- [Work required] Show all lines from the data that include the word "EnterAlternateScreen".

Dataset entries
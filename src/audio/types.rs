//! Audio-related small types and the backend seam.
//!
//! This module defines the [`MediaBackend`] trait the controller drives, what a
//! successful load reports, and the errors a backend may return.

use std::path::{Path, PathBuf};
use std::time::Duration;

use super::metadata::SongInfo;

/// What the backend reports once a track is ready to play.
#[derive(Debug, Clone, PartialEq)]
pub struct LoadedTrack {
    pub duration: Duration,
    pub info: SongInfo,
}

#[derive(Debug, thiserror::Error)]
pub enum AudioError {
    #[error("no audio output device: {0}")]
    NoOutput(#[from] rodio::StreamError),
    #[error("failed to open {path:?}: {source}")]
    Open {
        path: PathBuf,
        #[source]
        source: std::io::Error,
    },
    #[error("failed to decode {path:?}: {source}")]
    Decode {
        path: PathBuf,
        #[source]
        source: rodio::decoder::DecoderError,
    },
    #[error("seek failed: {0}")]
    Seek(#[from] rodio::source::SeekError),
    #[error("no track loaded")]
    NotLoaded,
}

/// Media-playback capability: one loaded track at a time.
///
/// `load` replaces whatever was loaded before; a failed load leaves nothing
/// loaded. Freshly loaded tracks start paused at zero.
pub trait MediaBackend {
    fn load(&mut self, path: &Path) -> Result<LoadedTrack, AudioError>;
    fn play(&mut self);
    fn pause(&mut self);
    fn seek(&mut self, to: Duration) -> Result<(), AudioError>;
    /// Current playback position of the loaded track.
    fn position(&self) -> Duration;
    /// True once the loaded track has played to its end.
    fn is_finished(&self) -> bool;
    /// Stop output, fading out over `fade_out`.
    fn shutdown(&mut self, fade_out: Duration);
}
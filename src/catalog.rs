//! Catalog provider: the fixed, ordered list of bundled tracks.
//!
//! Track identifiers come from `[catalog]` settings; each one resolves to an
//! audio file inside the bundle directory. Nothing here touches the files
//! themselves, so a missing file only shows up when the player tries to load it.

mod model;
mod scan;

pub use model::*;
pub use scan::Catalog;
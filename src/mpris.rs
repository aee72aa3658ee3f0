use std::collections::HashMap;
use std::sync::mpsc::{Receiver, Sender, TryRecvError};
use std::sync::{Arc, Mutex};
use std::time::Duration;

use async_io::{Timer, block_on};
use tracing::{debug, info, warn};
use zbus::object_server::InterfaceRef;
use zbus::{Connection, interface};
use zvariant::{ObjectPath, OwnedObjectPath, OwnedValue, Value};

use crate::controller::{NowPlaying, NowPlayingInfo};

const OBJECT_PATH: &str = "/org/mpris/MediaPlayer2";
const BUS_NAME: &str = "org.mpris.MediaPlayer2.encore";
const NOTIFY_POLL: Duration = Duration::from_millis(100);

/// Transport commands, from the keyboard or from a remote MPRIS client.
#[derive(Clone, Debug, PartialEq)]
pub enum ControlCmd {
    Quit,
    Play,
    Pause,
    PlayPause,
    Stop,
    Next,
    Prev,
    SeekForward(Duration),
    SeekBackward(Duration),
    SeekTo(Duration),
    SeekPercent(u8),
}

#[derive(Debug, Default, Clone, PartialEq)]
struct SharedState {
    playing: bool,
    loaded: bool,
    track_id: Option<OwnedObjectPath>,
    title: Option<String>,
    artist: Vec<String>,
    url: Option<String>,
    art_url: Option<String>,
    length_micros: Option<i64>,
    position_micros: i64,
}

impl SharedState {
    fn from_info(info: &NowPlayingInfo) -> Self {
        Self {
            playing: info.playing,
            loaded: info.loaded,
            track_id: track_path(info.index),
            title: Some(info.title.clone()),
            artist: vec![info.artist.clone()],
            url: Some(format!("file://{}", info.path.display())),
            art_url: info.art_url.clone(),
            length_micros: (info.loaded && !info.length.is_zero())
                .then(|| micros(info.length)),
            position_micros: micros(info.elapsed),
        }
    }

    /// Everything except the position, which MPRIS clients poll instead.
    fn same_signalled_props(&self, other: &Self) -> bool {
        Self {
            position_micros: 0,
            ..self.clone()
        } == Self {
            position_micros: 0,
            ..other.clone()
        }
    }

    fn status(&self) -> &'static str {
        match (self.loaded, self.playing) {
            (false, _) => "Stopped",
            (true, true) => "Playing",
            (true, false) => "Paused",
        }
    }
}

fn track_path(index: usize) -> Option<OwnedObjectPath> {
    ObjectPath::try_from(format!("{OBJECT_PATH}/track/{index}"))
        .ok()
        .map(OwnedObjectPath::from)
}

fn micros(d: Duration) -> i64 {
    i64::try_from(d.as_micros()).unwrap_or(i64::MAX)
}

/// Main-thread side of the MPRIS service.
pub struct MprisHandle {
    state: Arc<Mutex<SharedState>>,
    notify: Sender<()>,
}

impl NowPlaying for MprisHandle {
    fn publish(&self, info: &NowPlayingInfo) {
        let next = SharedState::from_info(info);
        let Ok(mut s) = self.state.lock() else {
            return;
        };
        let changed = !s.same_signalled_props(&next);
        *s = next;
        drop(s);
        if changed {
            // The service thread may be gone (no session bus); that's fine.
            let _ = self.notify.send(());
        }
    }
}

struct RootIface {
    tx: Sender<ControlCmd>,
}

#[interface(name = "org.mpris.MediaPlayer2")]
impl RootIface {
    fn raise(&self) {
        // Nothing to raise in a terminal.
    }

    fn quit(&self) {
        let _ = self.tx.send(ControlCmd::Quit);
    }

    #[zbus(property)]
    fn can_quit(&self) -> bool {
        true
    }

    #[zbus(property)]
    fn can_raise(&self) -> bool {
        false
    }

    #[zbus(property)]
    fn has_track_list(&self) -> bool {
        false
    }

    #[zbus(property)]
    fn identity(&self) -> String {
        "encore".to_string()
    }

    #[zbus(property)]
    fn supported_uri_schemes(&self) -> Vec<String> {
        vec!["file".to_string()]
    }

    #[zbus(property)]
    fn supported_mime_types(&self) -> Vec<String> {
        vec!["audio/mpeg".to_string()]
    }
}

struct PlayerIface {
    tx: Sender<ControlCmd>,
    state: Arc<Mutex<SharedState>>,
}

impl PlayerIface {
    fn send(&self, cmd: ControlCmd) {
        let _ = self.tx.send(cmd);
    }

    fn snapshot(&self) -> SharedState {
        self.state.lock().map(|s| s.clone()).unwrap_or_default()
    }
}

#[interface(name = "org.mpris.MediaPlayer2.Player")]
impl PlayerIface {
    fn next(&self) {
        self.send(ControlCmd::Next);
    }

    fn previous(&self) {
        self.send(ControlCmd::Prev);
    }

    fn play(&self) {
        self.send(ControlCmd::Play);
    }

    fn pause(&self) {
        self.send(ControlCmd::Pause);
    }

    fn play_pause(&self) {
        self.send(ControlCmd::PlayPause);
    }

    fn stop(&self) {
        self.send(ControlCmd::Stop);
    }

    /// Relative seek in microseconds; negative values seek backwards.
    fn seek(&self, offset: i64) {
        let by = Duration::from_micros(offset.unsigned_abs());
        if offset >= 0 {
            self.send(ControlCmd::SeekForward(by));
        } else {
            self.send(ControlCmd::SeekBackward(by));
        }
    }

    fn set_position(&self, track_id: OwnedObjectPath, position: i64) {
        let s = self.snapshot();
        if s.track_id.as_ref() != Some(&track_id) {
            debug!(track_id = %track_id.as_str(), "stale SetPosition ignored");
            return;
        }
        if position < 0 || s.length_micros.is_some_and(|len| position > len) {
            return;
        }
        self.send(ControlCmd::SeekTo(Duration::from_micros(position.unsigned_abs())));
    }

    #[zbus(property)]
    fn playback_status(&self) -> String {
        self.snapshot().status().to_string()
    }

    #[zbus(property)]
    fn rate(&self) -> f64 {
        1.0
    }

    #[zbus(property)]
    fn minimum_rate(&self) -> f64 {
        1.0
    }

    #[zbus(property)]
    fn maximum_rate(&self) -> f64 {
        1.0
    }

    #[zbus(property)]
    fn position(&self) -> i64 {
        self.snapshot().position_micros
    }

    #[zbus(property)]
    fn can_control(&self) -> bool {
        true
    }

    #[zbus(property)]
    fn can_play(&self) -> bool {
        self.snapshot().loaded
    }

    #[zbus(property)]
    fn can_pause(&self) -> bool {
        self.snapshot().loaded
    }

    #[zbus(property)]
    fn can_seek(&self) -> bool {
        self.snapshot().loaded
    }

    #[zbus(property)]
    fn can_go_next(&self) -> bool {
        true
    }

    #[zbus(property)]
    fn can_go_previous(&self) -> bool {
        true
    }

    #[zbus(property)]
    fn metadata(&self) -> HashMap<String, OwnedValue> {
        let s = self.snapshot();
        let mut map = HashMap::new();

        if let Some(id) = s.track_id {
            insert(&mut map, "mpris:trackid", Value::from(id.into_inner()));
        }
        if let Some(title) = s.title {
            insert(&mut map, "xesam:title", Value::from(title));
        }
        if !s.artist.is_empty() {
            insert(&mut map, "xesam:artist", Value::from(s.artist));
        }
        if let Some(url) = s.url {
            insert(&mut map, "xesam:url", Value::from(url));
        }
        if let Some(len) = s.length_micros {
            insert(&mut map, "mpris:length", Value::from(len));
        }
        if let Some(art) = s.art_url {
            insert(&mut map, "mpris:artUrl", Value::from(art));
        }
        map
    }
}

fn insert(map: &mut HashMap<String, OwnedValue>, key: &str, value: Value<'_>) {
    match value.try_to_owned() {
        Ok(v) => {
            map.insert(key.to_string(), v);
        }
        Err(e) => debug!(key, error = %e, "skipping metadata entry"),
    }
}

async fn emit_changes(player: &InterfaceRef<PlayerIface>) -> zbus::Result<()> {
    let emitter = player.signal_emitter();
    let iface = player.get().await;
    iface.playback_status_changed(emitter).await?;
    iface.metadata_changed(emitter).await?;
    iface.can_play_changed(emitter).await?;
    iface.can_pause_changed(emitter).await?;
    iface.can_seek_changed(emitter).await?;
    Ok(())
}

async fn serve(
    tx: Sender<ControlCmd>,
    state: Arc<Mutex<SharedState>>,
    notify: Receiver<()>,
) -> zbus::Result<()> {
    let connection = Connection::session().await?;
    connection.request_name(BUS_NAME).await?;

    let object_server = connection.object_server();
    object_server
        .at(OBJECT_PATH, RootIface { tx: tx.clone() })
        .await?;
    object_server
        .at(OBJECT_PATH, PlayerIface { tx, state })
        .await?;
    let player = object_server
        .interface::<_, PlayerIface>(OBJECT_PATH)
        .await?;
    info!(name = BUS_NAME, "MPRIS service registered");

    loop {
        Timer::after(NOTIFY_POLL).await;

        let mut changed = false;
        loop {
            match notify.try_recv() {
                Ok(()) => changed = true,
                Err(TryRecvError::Empty) => break,
                Err(TryRecvError::Disconnected) => return Ok(()),
            }
        }
        if !changed {
            continue;
        }
        if let Err(e) = emit_changes(&player).await {
            warn!(error = %e, "failed to emit PropertiesChanged");
        }
    }
}

/// Start the MPRIS service on its own thread.
///
/// Remote commands come back over `tx`. If the session bus is unavailable the
/// failure is logged and the returned handle silently discards updates.
pub fn spawn_mpris(tx: Sender<ControlCmd>) -> MprisHandle {
    let state = Arc::new(Mutex::new(SharedState::default()));
    let (notify_tx, notify_rx) = std::sync::mpsc::channel();

    let state_for_thread = state.clone();
    let spawned = std::thread::Builder::new()
        .name("mpris".to_string())
        .spawn(move || {
            if let Err(e) = block_on(serve(tx, state_for_thread, notify_rx)) {
                warn!(error = %e, "MPRIS unavailable");
            }
        });
    if let Err(e) = spawned {
        warn!(error = %e, "failed to spawn MPRIS thread");
    }

    MprisHandle {
        state,
        notify: notify_tx,
    }
}
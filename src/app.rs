//! Application module: the playback state-holder driven by the UI.
//!
//! `App` (in `app::model`) owns the playlist cursor, the play/pause flag and
//! elapsed time, and publishes every change as a [`PlayerEvent`] to its
//! subscribers. `app::format` renders the `m:ss` labels it exposes.

mod format;
mod model;

pub use format::*;
pub use model::*;
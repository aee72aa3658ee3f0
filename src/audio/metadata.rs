//! Embedded track metadata (title, artist, artwork) read with `lofty`.

use std::path::Path;
use std::time::Duration;

use lofty::picture::{MimeType, Picture, PictureType};
use lofty::prelude::{Accessor, AudioFile, TaggedFileExt};
use tracing::debug;

pub const PLACEHOLDER_TITLE: &str = "Song Name";
pub const PLACEHOLDER_ARTIST: &str = "Artist Name";

/// Embedded cover image.
#[derive(Debug, Clone, PartialEq, Eq)]
pub struct Artwork {
    pub data: Vec<u8>,
    /// File extension of the image type (`png`, `jpg`, ...).
    pub kind: &'static str,
}

impl Artwork {
    fn from_picture(picture: &Picture) -> Option<Self> {
        let data = picture.data().to_vec();
        if data.is_empty() {
            return None;
        }
        let kind = picture
            .mime_type()
            .and_then(mime_extension)
            .unwrap_or_else(|| artwork_kind(&data));
        Some(Self { data, kind })
    }
}

/// Display metadata of the loaded track.
#[derive(Debug, Clone, PartialEq, Eq)]
pub struct SongInfo {
    pub title: String,
    pub artist: String,
    pub artwork: Option<Artwork>,
}

impl SongInfo {
    /// The fallback shown when a track has no (or unreadable) tags.
    pub fn placeholder() -> Self {
        Self {
            title: PLACEHOLDER_TITLE.to_string(),
            artist: PLACEHOLDER_ARTIST.to_string(),
            artwork: None,
        }
    }

    #[cfg(test)]
    pub fn is_placeholder(&self) -> bool {
        self.title == PLACEHOLDER_TITLE && self.artist == PLACEHOLDER_ARTIST && self.artwork.is_none()
    }
}

impl Default for SongInfo {
    fn default() -> Self {
        Self::placeholder()
    }
}

/// Result of reading a file's tags.
#[derive(Debug, Clone, Default)]
pub struct TagReport {
    pub info: SongInfo,
    /// Duration from the container properties, when lofty understands the file.
    pub duration: Option<Duration>,
}

fn non_empty(v: Option<std::borrow::Cow<'_, str>>) -> Option<String> {
    v.map(|s| s.trim().to_string()).filter(|s| !s.is_empty())
}

/// Read title/artist/artwork and duration from `path`.
///
/// Never fails: anything missing or unreadable falls back to the placeholders.
pub fn read_tags(path: &Path) -> TagReport {
    let tagged = match lofty::read_from_path(path) {
        Ok(t) => t,
        Err(e) => {
            debug!(path = %path.display(), error = %e, "no readable tags");
            return TagReport::default();
        }
    };

    let mut report = TagReport {
        info: SongInfo::placeholder(),
        duration: Some(tagged.properties().duration()).filter(|d| !d.is_zero()),
    };

    if let Some(tag) = tagged.primary_tag().or_else(|| tagged.first_tag()) {
        if let Some(title) = non_empty(tag.title()) {
            report.info.title = title;
        }
        if let Some(artist) = non_empty(tag.artist()) {
            report.info.artist = artist;
        }

        let pictures = tag.pictures();
        report.info.artwork = pictures
            .iter()
            .find(|p| p.pic_type() == PictureType::CoverFront)
            .or_else(|| pictures.first())
            .and_then(Artwork::from_picture);
    }

    report
}

/// Extension for the image type lofty parsed from the tag.
pub(super) fn mime_extension(mime: &MimeType) -> Option<&'static str> {
    match mime {
        MimeType::Png => Some("png"),
        MimeType::Jpeg => Some("jpg"),
        MimeType::Gif => Some("gif"),
        MimeType::Bmp => Some("bmp"),
        MimeType::Tiff => Some("tiff"),
        _ => None,
    }
}

/// Image type from magic bytes, for covers whose tag carries no MIME type.
pub(super) fn artwork_kind(bytes: &[u8]) -> &'static str {
    if bytes.starts_with(&[0x89, b'P', b'N', b'G']) {
        "png"
    } else if bytes.starts_with(&[0xFF, 0xD8]) {
        "jpg"
    } else if bytes.starts_with(b"GIF8") {
        "gif"
    } else if bytes.len() >= 12 && &bytes[0..4] == b"RIFF" && &bytes[8..12] == b"WEBP" {
        "webp"
    } else {
        "img"
    }
}
//! Utilities for creating `rodio` sinks from track files.
//!
//! The helpers here encapsulate opening/decoding a file and preparing a
//! paused `Sink` for it.

use std::fs::File;
use std::io::BufReader;
use std::path::Path;
use std::thread;
use std::time::Duration;

use rodio::{Decoder, OutputStream, Sink};

use super::types::AudioError;

pub(super) type FileSource = Decoder<BufReader<File>>;

/// Open and decode `path` without touching any output device.
pub(super) fn open_source(path: &Path) -> Result<FileSource, AudioError> {
    let file = File::open(path).map_err(|source| AudioError::Open {
        path: path.to_path_buf(),
        source,
    })?;

    Decoder::new(BufReader::new(file)).map_err(|source| AudioError::Decode {
        path: path.to_path_buf(),
        source,
    })
}

/// Create a paused `Sink` on `stream` playing `source` at `volume`.
pub(super) fn create_sink(stream: &OutputStream, source: FileSource, volume: f32) -> Sink {
    let sink = Sink::connect_new(stream.mixer());
    sink.set_volume(volume);
    sink.append(source);
    sink.pause();
    sink
}

/// Ramp `sink` from `volume` down to silence over `fade_out_ms`.
pub(super) fn fade_out_sink(sink: &Sink, volume: f32, fade_out_ms: u64) {
    if fade_out_ms == 0 || sink.is_paused() {
        sink.set_volume(0.0);
        return;
    }
    let steps: u64 = 20;
    let step_ms = (fade_out_ms / steps).max(1);
    for step in 1..=steps {
        let t = step as f32 / steps as f32;
        sink.set_volume(volume * (1.0 - t));
        thread::sleep(Duration::from_millis(step_ms));
    }
    sink.set_volume(0.0);
}
use std::path::PathBuf;

/// One bundled audio item.
#[derive(Debug, Clone, PartialEq, Eq)]
pub struct Track {
    /// Identifier as listed in the catalog (the file stem of the resource).
    pub id: String,
    /// Resolved location of the audio resource.
    pub path: PathBuf,
}

#[derive(Debug, thiserror::Error, PartialEq, Eq)]
pub enum PlaylistError {
    #[error("playlist has no tracks")]
    Empty,
}

/// Immutable, non-empty ordered sequence of tracks.
#[derive(Debug, Clone)]
pub struct Playlist {
    tracks: Vec<Track>,
}

impl Playlist {
    pub fn new(tracks: Vec<Track>) -> Result<Self, PlaylistError> {
        if tracks.is_empty() {
            return Err(PlaylistError::Empty);
        }
        Ok(Self { tracks })
    }

    pub fn len(&self) -> usize {
        self.tracks.len()
    }

    pub fn tracks(&self) -> &[Track] {
        &self.tracks
    }

    /// Track at `index`, clamped into range.
    pub fn get(&self, index: usize) -> &Track {
        &self.tracks[index.min(self.tracks.len() - 1)]
    }

    /// Index after `index`, wrapping past the end.
    pub fn next_index(&self, index: usize) -> usize {
        (index + 1) % self.tracks.len()
    }

    /// Index before `index`, clamping at the start.
    pub fn prev_index(&self, index: usize) -> usize {
        index.saturating_sub(1).min(self.tracks.len() - 1)
    }
}
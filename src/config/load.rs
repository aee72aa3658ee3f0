use std::{env, path::PathBuf};

use super::schema::Settings;

/// Configuration loading helpers.
///
/// `Settings::load` reads an optional config file, then layers environment
/// variables (prefix `ENCORE__`) on top and falls back to struct defaults.
impl Settings {
    /// Load settings from environment and optional config file.
    pub fn load() -> Result<Self, ::config::ConfigError> {
        let config_path = resolve_config_path();

        let mut builder = ::config::Config::builder();

        if let Some(path) = &config_path {
            builder = builder.add_source(::config::File::from(path.as_path()).required(false));
        }

        builder = builder.add_source(
            ::config::Environment::with_prefix("ENCORE")
                .prefix_separator("__")
                .separator("__")
                .try_parsing(true),
        );

        let cfg = builder.build()?;
        let settings: Settings = cfg.try_deserialize()?;
        Ok(settings)
    }

    /// Perform basic validation checks on loaded settings.
    pub fn validate(&self) -> Result<(), String> {
        if self.ui.tick_ms == 0 {
            return Err("ui.tick_ms must be >= 1".to_string());
        }
        if !(0.0..=2.0).contains(&self.audio.volume) {
            return Err("audio.volume must be within 0.0..=2.0".to_string());
        }
        if self.catalog.extension.trim().trim_start_matches('.').is_empty() {
            return Err("catalog.extension must not be empty".to_string());
        }
        Ok(())
    }

    /// Render the settings as TOML (used by `--print-config`).
    pub fn to_toml(&self) -> Result<String, toml::ser::Error> {
        toml::to_string_pretty(self)
    }
}

/// Resolve the config path from `ENCORE_CONFIG_PATH` or XDG defaults.
pub fn resolve_config_path() -> Option<PathBuf> {
    if let Some(p) = env::var_os("ENCORE_CONFIG_PATH") {
        return Some(PathBuf::from(p));
    }
    default_config_path()
}

/// Compute the default config path under `$XDG_CONFIG_HOME/encore/config.toml`
/// or `~/.config/encore/config.toml` when `XDG_CONFIG_HOME` is not set.
pub fn default_config_path() -> Option<PathBuf> {
    let config_home = if let Some(xdg) = env::var_os("XDG_CONFIG_HOME") {
        Some(PathBuf::from(xdg))
    } else {
        env::var_os("HOME").map(|h| PathBuf::from(h).join(".config"))
    };

    config_home.map(|d| d.join("encore").join("config.toml"))
}
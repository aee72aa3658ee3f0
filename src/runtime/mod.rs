use std::env;
use std::path::PathBuf;
use std::sync::mpsc;
use std::time::Instant;

use crossterm::execute;
use crossterm::terminal::{EnterAlternateScreen, LeaveAlternateScreen, disable_raw_mode, enable_raw_mode};
use ratatui::{Terminal, backend::CrosstermBackend};
use tracing::{error, info, warn};

use crate::app::App;
use crate::audio::AudioPlayer;
use crate::catalog::{Catalog, Playlist};
use crate::controller::{Controller, ControllerOptions};
use crate::mpris::ControlCmd;

mod event_loop;
mod logging;
mod settings;

pub fn run() -> Result<(), Box<dyn std::error::Error>> {
    let arg = env::args().nth(1);
    let (mut settings, settings_warning) = settings::load_settings();

    if arg.as_deref() == Some("--print-config") {
        if let Some(msg) = &settings_warning {
            eprintln!("encore: {msg}");
        }
        print!("{}", settings.to_toml()?);
        return Ok(());
    }
    if let Some(dir) = arg {
        settings.catalog.bundle_dir = PathBuf::from(dir);
    }

    match logging::init(&settings.logging) {
        Ok(path) => info!(log = %path.display(), "encore starting"),
        Err(e) => eprintln!("encore: logging disabled: {e}"),
    }
    if let Some(msg) = settings_warning {
        warn!("{msg}");
    }

    let catalog = Catalog::from_settings(&settings.catalog);
    let playlist = Playlist::new(catalog.list_tracks()).inspect_err(|e| {
        error!(dir = %settings.catalog.bundle_dir.display(), error = %e, "no tracks");
    })?;
    info!(tracks = playlist.len(), "playlist ready");

    let player = AudioPlayer::new(&settings.audio).inspect_err(|e| {
        error!(error = %e, "no audio output");
    })?;

    let (control_tx, control_rx) = mpsc::channel::<ControlCmd>();
    let mpris = crate::mpris::spawn_mpris(control_tx);

    let options = ControllerOptions::from_settings(&settings);
    let artwork_dir = options.artwork_dir.clone();
    let mut controller = Controller::new(App::new(playlist), player, mpris, options);
    controller.start(Instant::now());

    enable_raw_mode()?;
    let mut stdout = std::io::stdout();
    execute!(stdout, EnterAlternateScreen)?;
    let backend = CrosstermBackend::new(stdout);
    let mut terminal = Terminal::new(backend)?;

    let run_result = event_loop::run(&mut terminal, &settings, &mut controller, &control_rx);

    disable_raw_mode()?;
    execute!(terminal.backend_mut(), LeaveAlternateScreen)?;
    terminal.show_cursor()?;

    if let Some(dir) = artwork_dir {
        // Only present when a track carried embedded artwork.
        let _ = std::fs::remove_dir_all(dir);
    }
    if let Err(e) = &run_result {
        error!(error = %e, "event loop failed");
    }
    info!("encore stopped");
    run_result
}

- [Problem solution]
use crossterm::terminal::{EnterAlternateScreen, LeaveAlternateScreen, disable_raw_mode, enable_raw_mode};
    execute!(stdout, EnterAlternateScreen)?;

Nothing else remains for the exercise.